Étrange chose en vérité que la guerre, cette calamité qui pourtant n’a cessé de façonner, à gros bouillons de sang, l’histoire du genre humain. Étrange en effet, car son issue n’obéit pas toujours à la loi du plus fort. Par la grâce des calculs stratégiques, mais aussi d’une savante propagande, une criante déroute militaire peut ainsi se muer parfois en fracassant triomphe politique. Est alors renversée la traditionnelle règle du jeu, et se trouve piteusement démenti le verdict des armes : c’est le perdant qui gagne alors.

Un exemple classique en est l’immense prestige arabe et international que tira Nasser de l’expédition tripartite de 1956 contre l’Égypte, une fois qu’elle eut été court-circuitée par le président américain de l’époque, Dwight Eisenhower. Plus proche de nous, encore que fort sujette à débat, est la divine victoire que revendiqua en 2006 Hassan Nasrallah du seul fait qu’en dépit des pertes massives endurées par le Liban, sa milice avait survécu, plus aguerrie que jamais, aux coups d’Israël.
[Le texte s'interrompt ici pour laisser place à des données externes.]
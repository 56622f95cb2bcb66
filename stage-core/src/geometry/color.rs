use std::cell::OnceCell;
use std::fmt;
use std::str::FromStr;

use serde::{Deserialize, Serialize};

use crate::presets::PresetTable;
use crate::{StageError, StageResult};

/// An RGBA color with byte channels.
///
/// The hex form is produced lazily on first read and cached until a channel
/// changes.
#[derive(Clone, Serialize, Deserialize)]
#[serde(try_from = "String", into = "String")]
pub struct Color {
    rgba: [u8; 4],
    hex: OnceCell<String>,
}

impl Color {
    /// Opaque white.
    pub const WHITE: [u8; 4] = [255, 255, 255, 255];
    /// Opaque black.
    pub const BLACK: [u8; 4] = [0, 0, 0, 255];

    /// Create an opaque color.
    #[must_use]
    pub fn rgb(r: u8, g: u8, b: u8) -> Self {
        Self::rgba(r, g, b, 255)
    }

    /// Create a color with alpha.
    #[must_use]
    pub fn rgba(r: u8, g: u8, b: u8, a: u8) -> Self {
        Self::from_bytes([r, g, b, a])
    }

    /// Create from a byte array.
    #[must_use]
    pub fn from_bytes(rgba: [u8; 4]) -> Self {
        Self {
            rgba,
            hex: OnceCell::new(),
        }
    }

    /// Create from a slice of three (opaque) or four channel bytes.
    #[must_use]
    pub fn from_slice(bytes: &[u8]) -> Option<Self> {
        match *bytes {
            [r, g, b] => Some(Self::rgb(r, g, b)),
            [r, g, b, a, ..] => Some(Self::rgba(r, g, b, a)),
            _ => None,
        }
    }

    /// Create from channel numbers, clamping each into `0..=255`.
    #[must_use]
    pub fn from_numbers(channels: &[f64]) -> Option<Self> {
        let bytes: Vec<u8> = channels.iter().map(|c| clamp_channel(*c)).collect();
        Self::from_slice(&bytes)
    }

    /// Parse a named color or hex literal using the built-in preset table.
    ///
    /// # Errors
    ///
    /// Returns an error if the string is neither a known name nor valid hex.
    pub fn parse(literal: &str) -> StageResult<Self> {
        Self::resolve(literal, PresetTable::builtin())
    }

    /// Parse a named color or hex literal, resolving names through `table`.
    ///
    /// # Errors
    ///
    /// Returns an error if the string is neither a known name nor valid hex.
    pub fn resolve(literal: &str, table: &PresetTable) -> StageResult<Self> {
        let literal = literal.trim();
        if let Some(hex) = literal.strip_prefix('#') {
            return Self::from_hex(hex);
        }
        match table.color(literal) {
            Some(named) if named.trim().starts_with('#') => Self::from_hex(&named.trim()[1..]),
            _ => Err(StageError::Parse(format!("unknown color {literal:?}"))),
        }
    }

    fn from_hex(hex: &str) -> StageResult<Self> {
        let invalid = || StageError::Parse(format!("invalid hex color #{hex}"));
        if !hex.chars().all(|c| c.is_ascii_hexdigit()) {
            return Err(invalid());
        }
        let nibble = |i: usize| u8::from_str_radix(&hex[i..=i], 16).map(|v| v * 17);
        let byte = |i: usize| u8::from_str_radix(&hex[i..i + 2], 16);
        let rgba = match hex.len() {
            3 => [nibble(0), nibble(1), nibble(2), Ok(255)],
            4 => [nibble(0), nibble(1), nibble(2), nibble(3)],
            6 => [byte(0), byte(2), byte(4), Ok(255)],
            8 => [byte(0), byte(2), byte(4), byte(6)],
            _ => return Err(invalid()),
        };
        let mut out = [0u8; 4];
        for (slot, channel) in out.iter_mut().zip(rgba) {
            *slot = channel.map_err(|_| invalid())?;
        }
        Ok(Self::from_bytes(out))
    }

    /// Channel bytes.
    #[must_use]
    pub const fn bytes(&self) -> [u8; 4] {
        self.rgba
    }

    /// Red channel.
    #[must_use]
    pub const fn r(&self) -> u8 {
        self.rgba[0]
    }

    /// Green channel.
    #[must_use]
    pub const fn g(&self) -> u8 {
        self.rgba[1]
    }

    /// Blue channel.
    #[must_use]
    pub const fn b(&self) -> u8 {
        self.rgba[2]
    }

    /// Alpha channel.
    #[must_use]
    pub const fn a(&self) -> u8 {
        self.rgba[3]
    }

    /// Replace one channel (0 = red .. 3 = alpha). Out-of-range indices are ignored.
    pub fn set_channel(&mut self, index: usize, value: u8) -> &mut Self {
        if let Some(slot) = self.rgba.get_mut(index) {
            *slot = value;
            self.hex = OnceCell::new();
        }
        self
    }

    /// Accumulate signed per-channel deltas, saturating at the byte limits.
    pub fn add(&mut self, delta: [i32; 4]) -> &mut Self {
        for (channel, d) in self.rgba.iter_mut().zip(delta) {
            *channel = u8::try_from((i32::from(*channel) + d).clamp(0, 255)).unwrap_or(u8::MAX);
        }
        self.hex = OnceCell::new();
        self
    }

    /// Hex form: `#rrggbb` when opaque, `#rrggbbaa` otherwise.
    #[must_use]
    pub fn hex(&self) -> &str {
        self.hex.get_or_init(|| {
            let [r, g, b, a] = self.rgba;
            if a == 255 {
                format!("#{r:02x}{g:02x}{b:02x}")
            } else {
                format!("#{r:02x}{g:02x}{b:02x}{a:02x}")
            }
        })
    }
}

pub(crate) fn clamp_channel(value: f64) -> u8 {
    // Clamped into byte range first, so the cast cannot truncate.
    #[allow(clippy::cast_possible_truncation, clippy::cast_sign_loss)]
    let byte = value.round().clamp(0.0, 255.0) as u8;
    byte
}

impl Default for Color {
    fn default() -> Self {
        Self::from_bytes(Self::BLACK)
    }
}

impl PartialEq for Color {
    fn eq(&self, other: &Self) -> bool {
        self.rgba == other.rgba
    }
}

impl Eq for Color {}

impl fmt::Debug for Color {
    fn fmt(&self, f: &mut fmt::Formatter<'_>) -> fmt::Result {
        f.debug_tuple("Color").field(&self.hex()).finish()
    }
}

impl fmt::Display for Color {
    fn fmt(&self, f: &mut fmt::Formatter<'_>) -> fmt::Result {
        f.write_str(self.hex())
    }
}

impl FromStr for Color {
    type Err = StageError;

    fn from_str(s: &str) -> Result<Self, Self::Err> {
        Self::parse(s)
    }
}

impl TryFrom<String> for Color {
    type Error = StageError;

    fn try_from(value: String) -> Result<Self, Self::Error> {
        Self::parse(&value)
    }
}

impl From<Color> for String {
    fn from(color: Color) -> Self {
        color.hex().to_string()
    }
}

impl From<[u8; 4]> for Color {
    fn from(rgba: [u8; 4]) -> Self {
        Self::from_bytes(rgba)
    }
}
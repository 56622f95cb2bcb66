//! Client-to-surface mapping laws.

use proptest::prelude::*;
use stage_renderer::{ClientRect, FrameClock, InputBinder};

proptest! {
    #[test]
    fn prop_relative_position_is_preserved(
        left in -500.0f64..500.0,
        top in -500.0f64..500.0,
        width in 1.0f64..2000.0,
        height in 1.0f64..2000.0,
        surface_w in 1u32..4000,
        surface_h in 1u32..4000,
        u in 0.0f64..=1.0,
        v in 0.0f64..=1.0,
    ) {
        let binder = InputBinder::new(ClientRect::new(left, top, width, height), surface_w, surface_h);
        let (x, y) = binder.to_surface(left + u * width, top + v * height);
        prop_assert!((x - u * f64::from(surface_w)).abs() < 1e-6);
        prop_assert!((y - v * f64::from(surface_h)).abs() < 1e-6);
    }

    #[test]
    fn prop_clock_delta_stays_in_range(
        fps in 1u32..240,
        max_delta in 0.5f64..10.0,
        stamps in proptest::collection::vec(0.0f64..100_000.0, 1..20),
    ) {
        let mut clock = FrameClock::new(fps, max_delta).unwrap();
        for stamp in stamps {
            let delta = clock.tick(stamp);
            prop_assert!(delta >= 0.0);
            prop_assert!(delta <= max_delta.max(1.0));
        }
    }
}
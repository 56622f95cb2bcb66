//! Text graphic: a single line of text centered on the local origin.

use std::cell::Cell;

use crate::surface::{DrawingSurface, TextMetrics};
use crate::{Rect2D, Vector2D};

use super::PathGraphic;

/// A single line of centered text.
///
/// The bound starts as an estimate (`0.6em` advance per character) and is
/// replaced by measured metrics the first time the text is rendered.
#[derive(Debug, Clone, PartialEq)]
pub struct TextGraphic {
    text: String,
    family: String,
    size: f64,
    bound: Cell<Rect2D>,
}

impl TextGraphic {
    /// Default font family.
    pub const DEFAULT_FAMILY: &'static str = "sans-serif";

    /// Create a text graphic with a base font size in pixels.
    #[must_use]
    pub fn new(text: impl Into<String>, size: f64) -> Self {
        let text = text.into();
        let bound = Cell::new(Self::estimate(&text, size));
        Self {
            text,
            family: Self::DEFAULT_FAMILY.to_string(),
            size,
            bound,
        }
    }

    /// Builder-style font family override.
    #[must_use]
    pub fn with_family(mut self, family: impl Into<String>) -> Self {
        self.family = family.into();
        self
    }

    fn estimate(text: &str, size: f64) -> Rect2D {
        #[allow(clippy::cast_precision_loss)]
        let width = text.chars().count() as f64 * size * 0.6;
        Rect2D::new(-width / 2.0, -size / 2.0, width, size)
    }

    fn centered(metrics: &TextMetrics) -> Rect2D {
        let height = metrics.height();
        Rect2D::new(-metrics.width / 2.0, -height / 2.0, metrics.width, height)
    }

    /// The displayed text.
    #[must_use]
    pub fn text(&self) -> &str {
        &self.text
    }

    /// Replace the text and fall back to an estimated bound until the next render.
    pub fn set_text(&mut self, text: impl Into<String>) {
        self.text = text.into();
        self.bound.set(Self::estimate(&self.text, self.size));
    }

    /// Base font size in pixels.
    #[must_use]
    pub const fn size(&self) -> f64 {
        self.size
    }

    /// CSS font shorthand for this text.
    #[must_use]
    pub fn font(&self) -> String {
        format!("{}px {}", self.size, self.family)
    }

    /// Current bound: measured if rendered at least once, estimated otherwise.
    #[must_use]
    pub fn bound(&self) -> Rect2D {
        self.bound.get()
    }

    /// Measure against `surface` and cache the resulting bound.
    pub fn measure(&self, surface: &mut dyn DrawingSurface) -> TextMetrics {
        surface.set_font(&self.font());
        let metrics = surface.measure_text(&self.text);
        self.bound.set(Self::centered(&metrics));
        metrics
    }

    /// Draw the text centered on the origin at `scale`.
    pub fn render(&self, surface: &mut dyn DrawingSurface, scale: Vector2D, stroke: bool, fill: bool) {
        surface.save();
        surface.scale(scale.x, scale.y);
        let metrics = self.measure(surface);
        let x = -metrics.width / 2.0;
        let baseline = (metrics.ascent - metrics.descent) / 2.0;
        if fill {
            surface.fill_text(&self.text, x, baseline);
        }
        if stroke {
            surface.stroke_text(&self.text, x, baseline);
        }
        surface.restore();
    }

    /// Draw the bound outline at `scale`.
    pub fn render_bound(
        &self,
        surface: &mut dyn DrawingSurface,
        scale: Vector2D,
        stroke: bool,
        fill: bool,
    ) {
        PathGraphic::rect(self.bound()).render(surface, scale, stroke, fill);
    }

    /// Whether `point` falls inside the bound scaled by `scale`.
    #[must_use]
    pub fn bound_contains(&self, point: Vector2D, scale: Vector2D) -> bool {
        self.bound().scaled(scale).contains(point)
    }
}
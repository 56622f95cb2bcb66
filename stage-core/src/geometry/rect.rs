use serde::{Deserialize, Serialize};

use super::Vector2D;

/// An axis-aligned rectangle: a position plus width and height.
///
/// The edge accessors are derived. Setting an edge keeps the opposite edge
/// where it was and adjusts the width or height instead.
#[derive(Debug, Clone, Copy, Default, PartialEq, Serialize, Deserialize)]
pub struct Rect2D {
    /// Left edge.
    pub x: f64,
    /// Top edge.
    pub y: f64,
    /// Width.
    pub width: f64,
    /// Height.
    pub height: f64,
}

impl Rect2D {
    /// Create a rectangle from position and size.
    #[must_use]
    pub const fn new(x: f64, y: f64, width: f64, height: f64) -> Self {
        Self {
            x,
            y,
            width,
            height,
        }
    }

    /// A zero-sized rectangle sitting on `point`.
    #[must_use]
    pub const fn at(point: Vector2D) -> Self {
        Self::new(point.x, point.y, 0.0, 0.0)
    }

    /// Smallest rectangle holding every point, or `None` for no points.
    pub fn from_points<I: IntoIterator<Item = Vector2D>>(points: I) -> Option<Self> {
        let mut iter = points.into_iter();
        let mut rect = Self::at(iter.next()?);
        for p in iter {
            rect.expand(p);
        }
        Some(rect)
    }

    /// Top-left corner.
    #[must_use]
    pub const fn position(&self) -> Vector2D {
        Vector2D::new(self.x, self.y)
    }

    /// Width and height as a vector.
    #[must_use]
    pub const fn size(&self) -> Vector2D {
        Vector2D::new(self.width, self.height)
    }

    /// Center point.
    #[must_use]
    pub fn center(&self) -> Vector2D {
        Vector2D::new(self.x + self.width / 2.0, self.y + self.height / 2.0)
    }

    /// Left edge.
    #[must_use]
    pub const fn left(&self) -> f64 {
        self.x
    }

    /// Right edge.
    #[must_use]
    pub fn right(&self) -> f64 {
        self.x + self.width
    }

    /// Top edge.
    #[must_use]
    pub const fn top(&self) -> f64 {
        self.y
    }

    /// Bottom edge.
    #[must_use]
    pub fn bottom(&self) -> f64 {
        self.y + self.height
    }

    /// Move the left edge, keeping the right edge fixed.
    pub fn set_left(&mut self, left: f64) -> &mut Self {
        self.width = self.right() - left;
        self.x = left;
        self
    }

    /// Move the right edge, keeping the left edge fixed.
    pub fn set_right(&mut self, right: f64) -> &mut Self {
        self.width = right - self.x;
        self
    }

    /// Move the top edge, keeping the bottom edge fixed.
    pub fn set_top(&mut self, top: f64) -> &mut Self {
        self.height = self.bottom() - top;
        self.y = top;
        self
    }

    /// Move the bottom edge, keeping the top edge fixed.
    pub fn set_bottom(&mut self, bottom: f64) -> &mut Self {
        self.height = bottom - self.y;
        self
    }

    /// Grow to include `point`.
    pub fn expand(&mut self, point: Vector2D) -> &mut Self {
        self.expand_xy(point.x, point.y)
    }

    /// Grow to include `(x, y)`.
    pub fn expand_xy(&mut self, x: f64, y: f64) -> &mut Self {
        if x < self.left() {
            self.set_left(x);
        } else if x > self.right() {
            self.set_right(x);
        }
        if y < self.top() {
            self.set_top(y);
        } else if y > self.bottom() {
            self.set_bottom(y);
        }
        self
    }

    /// Grow to the union with `other` by including its four corners.
    pub fn add(&mut self, other: &Self) -> &mut Self {
        self.expand_xy(other.left(), other.top())
            .expand_xy(other.right(), other.top())
            .expand_xy(other.right(), other.bottom())
            .expand_xy(other.left(), other.bottom())
    }

    /// Whether `point` lies inside or on the border.
    #[must_use]
    pub fn contains(&self, point: Vector2D) -> bool {
        point.x >= self.left()
            && point.x <= self.right()
            && point.y >= self.top()
            && point.y <= self.bottom()
    }

    /// The four corners, clockwise from the top-left.
    #[must_use]
    pub fn corners(&self) -> [Vector2D; 4] {
        [
            Vector2D::new(self.left(), self.top()),
            Vector2D::new(self.right(), self.top()),
            Vector2D::new(self.right(), self.bottom()),
            Vector2D::new(self.left(), self.bottom()),
        ]
    }

    /// Copy scaled component-wise around the origin.
    #[must_use]
    pub fn scaled(&self, scale: Vector2D) -> Self {
        Self::from_points(self.corners().map(|mut c| *c.scale_xy(scale)))
            .unwrap_or_default()
    }
}

#[cfg(test)]
mod tests {
    use super::*;

    #[test]
    fn test_edge_setters_keep_opposite_edge() {
        let mut r = Rect2D::new(10.0, 10.0, 20.0, 20.0);
        r.set_left(5.0);
        assert_eq!(r.right(), 30.0);
        assert_eq!(r.width, 25.0);

        r.set_bottom(50.0);
        assert_eq!(r.top(), 10.0);
        assert_eq!(r.height, 40.0);
    }

    #[test]
    fn test_expand_includes_point() {
        let mut r = Rect2D::at(Vector2D::ZERO);
        r.expand(Vector2D::new(-5.0, 8.0)).expand_xy(3.0, -2.0);
        assert_eq!(r, Rect2D::new(-5.0, -2.0, 8.0, 10.0));
    }

    #[test]
    fn test_add_is_union() {
        let mut a = Rect2D::new(0.0, 0.0, 10.0, 10.0);
        a.add(&Rect2D::new(5.0, -5.0, 20.0, 5.0));
        assert_eq!(a, Rect2D::new(0.0, -5.0, 25.0, 15.0));
    }

    #[test]
    fn test_scaled_with_negative_factor() {
        let r = Rect2D::new(1.0, 1.0, 2.0, 2.0).scaled(Vector2D::new(-1.0, 2.0));
        assert_eq!(r, Rect2D::new(-3.0, 2.0, 2.0, 4.0));
    }
}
Ukraine et Gaza : ce que ces deux conflits majeurs ont en commun, c’est que leurs initiateurs les ont, au départ, voués à traîner en longueur. Confiant dans la proverbiale capacité d’endurance de la Russie (Napoléon et Hitler en ont appris quelque chose), brandissant régulièrement l’arme nucléaire, éliminant impitoyablement toute concurrence, Vladimir Poutine est déjà assuré de perdurer au pouvoir, à en croire les analystes de la CIA. Bien moins confortable est cependant la position de Benjamin Netanyahu. Objet de poursuites judiciaires, soucieux de garantir sa survie politique, le Premier ministre d’Israël se considère lui aussi à l’abri aussi longtemps qu’il fait donner la grosse artillerie. Mais son cabinet de guerre est menacé d’implosion, comme en témoigne la récente fugue solitaire à Washington de son ministre et rival Benny Gantz. Pire encore pour lui, c’est à un lâchage américain en règle qu’il a soudain affaire.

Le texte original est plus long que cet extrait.